Fine metabolic regulation in ruminants via nutrient-gene interactions: saturated long-chain fatty acids increase expression of genes involved in lipid metabolism and immune response partly through PPAR-α activation.

TitleFine metabolic regulation in ruminants via nutrient-gene interactions: saturated long-chain fatty acids increase expression of genes involved in lipid metabolism and immune response partly through PPAR-α activation.
Publication TypeJournal Article
Year of Publication2012
AuthorsBionaz, M, Thering, BJ, Loor, JJ
JournalBr J Nutr
Volume107
Issue2
Pagination179-91
Date Published2012 Jan
ISSN1475-2662
KeywordsAnimals, Cattle, Cell Line, Dietary Fats, Fatty Acids, Fatty Acids, Unsaturated, Gene Expression Profiling, Gene Expression Regulation, Inflammation Mediators, Lipid Metabolism, Models, Molecular, Nutrigenomics, Peroxisome Proliferators, PPAR alpha, Protein Conformation, Pyrimidines, Response Elements, RNA, Messenger, Signal Transduction, Trans Fatty Acids
Abstract

Madin-Darby Bovine Kidney cells cultured with 150 μm of Wy-14 643 (WY, PPARα agonist) or twelve long-chain fatty acids (LCFA; 16 : 0, 18 : 0, cis-9-18 : 1, trans-10-18 : 1, trans-11-18 : 1, 18 : 2n-6, 18 : 3n-3, cis-9, trans-11-18 : 2, trans-10, cis-12-18 : 2, 20 : 0, 20 : 5n-3 and 22 : 6n-3) were used to uncover PPAR-α target genes and determine the effects of LCFA on expression of thirty genes with key functions in lipid metabolism and inflammation. Among fifteen known PPAR-α targets in non-ruminants, ten had greater expression with WY, suggesting that they are bovine PPAR-α targets. The expression of SPP1 and LPIN3 was increased by WY, with no evidence of a similar effect in the published literature, suggesting that both represent bovine-specific PPAR-α targets. We observed the strongest effect on the expression of PPAR-α targets with 16 : 0, 18 : 0 and 20 : 5n-3.When considering the overall effect on expression of the thirty selected genes 20 : 5n-3, 16 : 0 and 18 : 0 had the greatest effect followed by 20 : 0 and c9t11-18 : 2. Gene network analysis indicated an overall increase in lipid metabolism by WY and all LCFA with a central role of PPAR-α but also additional putative transcription factors.
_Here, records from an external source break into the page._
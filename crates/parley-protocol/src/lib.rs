use serde::{Deserialize, Serialize};
use std::fmt;
use std::str::FromStr;

/// Stable user identifier issued by the identity provider.
pub type Identity = String;
pub type GroupId = String;
pub type MessageId = String;
pub type CallId = String;
/// Process-unique id of one live connection.
pub type ConnectionId = u64;

/// Addressee of a chat message or typing signal.
#[derive(Serialize, Deserialize, Debug, Clone, PartialEq, Eq, Hash)]
#[serde(tag = "kind", content = "id", rename_all = "snake_case")]
pub enum Target {
    Peer(Identity),
    Group(GroupId),
}

impl Target {
    pub fn id(&self) -> &str {
        match self {
            Target::Peer(id) | Target::Group(id) => id,
        }
    }
}

/// Lifecycle of a message. Ordered: `Sent < Delivered < Read`.
#[derive(
    Serialize, Deserialize, Debug, Clone, Copy, PartialEq, Eq, PartialOrd, Ord, Hash, Default,
)]
#[serde(rename_all = "snake_case")]
pub enum DeliveryState {
    #[default]
    Sent,
    Delivered,
    Read,
}

#[derive(Serialize, Deserialize, Debug, Clone, Copy, PartialEq, Eq, Default)]
#[serde(rename_all = "snake_case")]
pub enum MessageType {
    #[default]
    Text,
    Image,
    Video,
    Audio,
    File,
}

impl MessageType {
    pub fn as_str(&self) -> &'static str {
        match self {
            MessageType::Text => "text",
            MessageType::Image => "image",
            MessageType::Video => "video",
            MessageType::Audio => "audio",
            MessageType::File => "file",
        }
    }
}

impl FromStr for MessageType {
    type Err = String;

    fn from_str(s: &str) -> Result<Self, Self::Err> {
        match s {
            "text" => Ok(MessageType::Text),
            "image" => Ok(MessageType::Image),
            "video" => Ok(MessageType::Video),
            "audio" => Ok(MessageType::Audio),
            "file" => Ok(MessageType::File),
            other => Err(format!("unknown message type: {other}")),
        }
    }
}

impl fmt::Display for MessageType {
    fn fmt(&self, f: &mut fmt::Formatter<'_>) -> fmt::Result {
        f.write_str(self.as_str())
    }
}

/// A chat message as persisted and delivered.
#[derive(Serialize, Deserialize, Debug, Clone, PartialEq, Eq)]
pub struct ChatMessage {
    pub id: MessageId,
    pub sender_id: Identity,
    pub target: Target,
    pub content: String,
    #[serde(default)]
    pub message_type: MessageType,
    pub created_at_ms: u64,
    #[serde(default)]
    pub delivery_state: DeliveryState,
    #[serde(default, skip_serializing_if = "Option::is_none")]
    pub reply_to: Option<MessageId>,
    #[serde(default, skip_serializing_if = "Option::is_none")]
    pub forwarded_from: Option<MessageId>,
}

#[derive(Serialize, Deserialize, Debug, Clone, Copy, PartialEq, Eq)]
#[serde(rename_all = "snake_case")]
pub enum CallKind {
    Audio,
    Video,
}

#[derive(Serialize, Deserialize, Debug, Clone, Copy, PartialEq, Eq)]
#[serde(rename_all = "snake_case")]
pub enum SdpType {
    Offer,
    Answer,
}

/// Opaque session description produced by the browser's peer connection.
#[derive(Serialize, Deserialize, Debug, Clone, PartialEq, Eq)]
pub struct SessionDescription {
    #[serde(rename = "type")]
    pub sdp_type: SdpType,
    pub sdp: String,
}

impl SessionDescription {
    pub fn offer(sdp: impl Into<String>) -> Self {
        Self {
            sdp_type: SdpType::Offer,
            sdp: sdp.into(),
        }
    }

    pub fn answer(sdp: impl Into<String>) -> Self {
        Self {
            sdp_type: SdpType::Answer,
            sdp: sdp.into(),
        }
    }
}

#[derive(Serialize, Deserialize, Debug, Clone, PartialEq, Eq)]
pub struct IceCandidate {
    pub candidate: String,
    #[serde(default, skip_serializing_if = "Option::is_none")]
    pub sdp_mid: Option<String>,
    #[serde(default, skip_serializing_if = "Option::is_none")]
    pub sdp_mline_index: Option<u16>,
    #[serde(default, skip_serializing_if = "Option::is_none")]
    pub username_fragment: Option<String>,
}

impl IceCandidate {
    pub fn new(candidate: impl Into<String>) -> Self {
        Self {
            candidate: candidate.into(),
            sdp_mid: None,
            sdp_mline_index: None,
            username_fragment: None,
        }
    }
}

#[derive(Serialize, Deserialize, Debug, Clone, Copy, PartialEq, Eq)]
#[serde(rename_all = "snake_case")]
pub enum CallEndReason {
    Hangup,
    PeerDisconnected,
    NoAnswer,
}

#[derive(Serialize, Deserialize, Debug, Clone, Copy, PartialEq, Eq)]
#[serde(rename_all = "snake_case")]
pub enum CallFailureReason {
    RecipientUnavailable,
    Busy,
    NoAnswer,
}

/// Client-to-relay events sent as JSON text frames.
#[derive(Serialize, Deserialize, Debug, Clone)]
#[serde(tag = "event", rename_all = "snake_case")]
pub enum ClientEvent {
    /// Must be the first frame on a new connection.
    Admit {
        token: String,
    },
    WhoIsOnline,
    SendMessage {
        target: Target,
        content: String,
        #[serde(default)]
        message_type: MessageType,
        #[serde(default)]
        reply_to: Option<MessageId>,
        #[serde(default)]
        forwarded_from: Option<MessageId>,
        /// Echoed back in the matching `message_ack` so the client can reconcile.
        #[serde(default)]
        client_ref: Option<String>,
    },
    MarkDelivered {
        message_id: MessageId,
    },
    MarkRead {
        message_id: MessageId,
    },
    DeleteMessage {
        message_id: MessageId,
        #[serde(default)]
        hard: bool,
    },
    Typing {
        context: Target,
        is_typing: bool,
    },
    /// Group membership changed in the store; re-derive the group room.
    RefreshGroup {
        group_id: GroupId,
    },
    CallRequest {
        callee_id: Identity,
        offer: SessionDescription,
        kind: CallKind,
    },
    CallAccept {
        call_id: CallId,
        answer: SessionDescription,
    },
    CallReject {
        call_id: CallId,
    },
    EndCall {
        call_id: CallId,
    },
    IceCandidate {
        call_id: CallId,
        candidate: IceCandidate,
    },
    /// Media is flowing on the client side.
    CallConnected {
        call_id: CallId,
    },
    Ping {
        timestamp_ms: u64,
    },
    Logout,
}

/// Relay-to-client events sent as JSON text frames.
#[derive(Serialize, Deserialize, Debug, Clone, PartialEq)]
#[serde(tag = "event", rename_all = "snake_case")]
pub enum ServerEvent {
    Admitted {
        identity: Identity,
        connection_id: ConnectionId,
    },
    PresenceSnapshot {
        online: Vec<Identity>,
    },
    PresenceChanged {
        identity: Identity,
        online: bool,
    },
    MessageReceived {
        message: ChatMessage,
    },
    MessageAck {
        message_id: MessageId,
        delivery_state: DeliveryState,
        #[serde(default, skip_serializing_if = "Option::is_none")]
        client_ref: Option<String>,
        #[serde(default, skip_serializing_if = "Option::is_none")]
        reader_id: Option<Identity>,
        at_ms: u64,
    },
    MessageDeleted {
        message_id: MessageId,
        hard: bool,
        deleted_by: Identity,
    },
    TypingChanged {
        actor_id: Identity,
        context: Target,
        is_typing: bool,
    },
    GroupUpdated {
        group_id: GroupId,
        participants: Vec<Identity>,
    },
    GroupRemoved {
        group_id: GroupId,
    },
    CallRinging {
        call_id: CallId,
        callee_id: Identity,
        kind: CallKind,
    },
    IncomingCall {
        call_id: CallId,
        caller_id: Identity,
        offer: SessionDescription,
        kind: CallKind,
    },
    CallAccepted {
        call_id: CallId,
        answer: SessionDescription,
    },
    /// Another device of the same callee accepted or declined the call.
    CallHandledElsewhere {
        call_id: CallId,
    },
    CallRejected {
        call_id: CallId,
    },
    CallActive {
        call_id: CallId,
    },
    CallEnded {
        call_id: CallId,
        reason: CallEndReason,
    },
    CallFailed {
        call_id: Option<CallId>,
        peer_id: Identity,
        reason: CallFailureReason,
    },
    IceCandidate {
        call_id: CallId,
        from_id: Identity,
        candidate: IceCandidate,
    },
    Pong {
        timestamp_ms: u64,
    },
    Error {
        code: ErrorCode,
        message: String,
    },
}

/// Error codes for structured error handling.
#[derive(Serialize, Deserialize, Debug, Clone, Copy, PartialEq, Eq)]
#[serde(rename_all = "snake_case")]
pub enum ErrorCode {
    InvalidRequest,
    Unauthenticated,
    NotAdmitted,
    AlreadyAdmitted,
    AtCapacity,
    NotFound,
    Forbidden,
    EmptyContent,
    RecipientUnavailable,
    Busy,
    RateLimited,
    StoreUnavailable,
    ServerError,
}
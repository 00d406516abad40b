use std::time::Instant;

/// Consecutive rejected frames before a connection is considered abusive.
const ABUSE_THRESHOLD: u32 = 50;

/// Token bucket guarding one connection's inbound frames.
///
/// The bucket allows a burst of `capacity` frames and refills at `refill_rate`
/// frames per second. A client that keeps sending into an empty bucket is
/// reported as abusive so the server can drop it.
pub struct TokenBucket {
    tokens: f64,
    last_refill: Instant,
    capacity: u32,
    refill_rate: f64,
    /// Consecutive violation count (resets on an allowed frame).
    violations: u32,
}

#[derive(Debug, Clone, Copy, PartialEq, Eq)]
pub enum CheckResult {
    Allowed,
    Limited,
    Abusive,
}

impl TokenBucket {
    pub fn new(capacity: u32, per_second: f64) -> Self {
        Self {
            tokens: capacity as f64,
            last_refill: Instant::now(),
            capacity,
            refill_rate: per_second,
            violations: 0,
        }
    }

    pub fn check(&mut self) -> CheckResult {
        self.check_at(Instant::now())
    }

    pub fn check_at(&mut self, now: Instant) -> CheckResult {
        let cap = self.capacity as f64;
        let elapsed = now.saturating_duration_since(self.last_refill).as_secs_f64();
        self.tokens = (self.tokens + elapsed * self.refill_rate).min(cap);
        self.last_refill = now;

        if self.tokens >= 1.0 {
            self.tokens -= 1.0;
            self.violations = 0;
            CheckResult::Allowed
        } else {
            self.violations += 1;
            if self.violations >= ABUSE_THRESHOLD {
                CheckResult::Abusive
            } else {
                CheckResult::Limited
            }
        }
    }
}

#[cfg(test)]
mod tests {
    use super::*;
    use std::time::Duration;

    #[test]
    fn allows_within_burst() {
        let mut bucket = TokenBucket::new(5, 1.0);
        let now = Instant::now();
        for _ in 0..5 {
            assert_eq!(bucket.check_at(now), CheckResult::Allowed);
        }
        assert_eq!(bucket.check_at(now), CheckResult::Limited);
    }

    #[test]
    fn refills_over_time() {
        let mut bucket = TokenBucket::new(2, 10.0);
        let now = Instant::now();
        bucket.check_at(now);
        bucket.check_at(now);
        assert_eq!(bucket.check_at(now), CheckResult::Limited);
        let later = now + Duration::from_millis(150);
        assert_eq!(bucket.check_at(later), CheckResult::Allowed);
    }

    #[test]
    fn refill_is_capped() {
        let mut bucket = TokenBucket::new(3, 100.0);
        let now = Instant::now() + Duration::from_secs(60);
        for _ in 0..3 {
            assert_eq!(bucket.check_at(now), CheckResult::Allowed);
        }
        assert_eq!(bucket.check_at(now), CheckResult::Limited);
    }

    #[test]
    fn sustained_flood_is_abusive() {
        let mut bucket = TokenBucket::new(1, 0.001);
        let now = Instant::now();
        assert_eq!(bucket.check_at(now), CheckResult::Allowed);
        for _ in 0..ABUSE_THRESHOLD - 1 {
            assert_eq!(bucket.check_at(now), CheckResult::Limited);
        }
        assert_eq!(bucket.check_at(now), CheckResult::Abusive);
    }
}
A greater increase in the expression of inflammatory genes was observed with 16 : 0 and 18 : 0. Among LCFA, 20 : 5n-3, 16 : 0 and 18 : 0 were the most potent PPAR-α agonists. They also affected the expression of non-PPAR-α targets, eliciting an overall increase in the expression of genes related to lipid metabolism, signalling and inflammatory response. Data appear to highlight a teleological evolutionary adaptation of PPAR in ruminants to cope with the greater availability of saturated rather than unsaturated LCFA.

DOI10.1017/S0007114511002777
Alternate JournalBr. J. Nutr.
PubMed ID21729373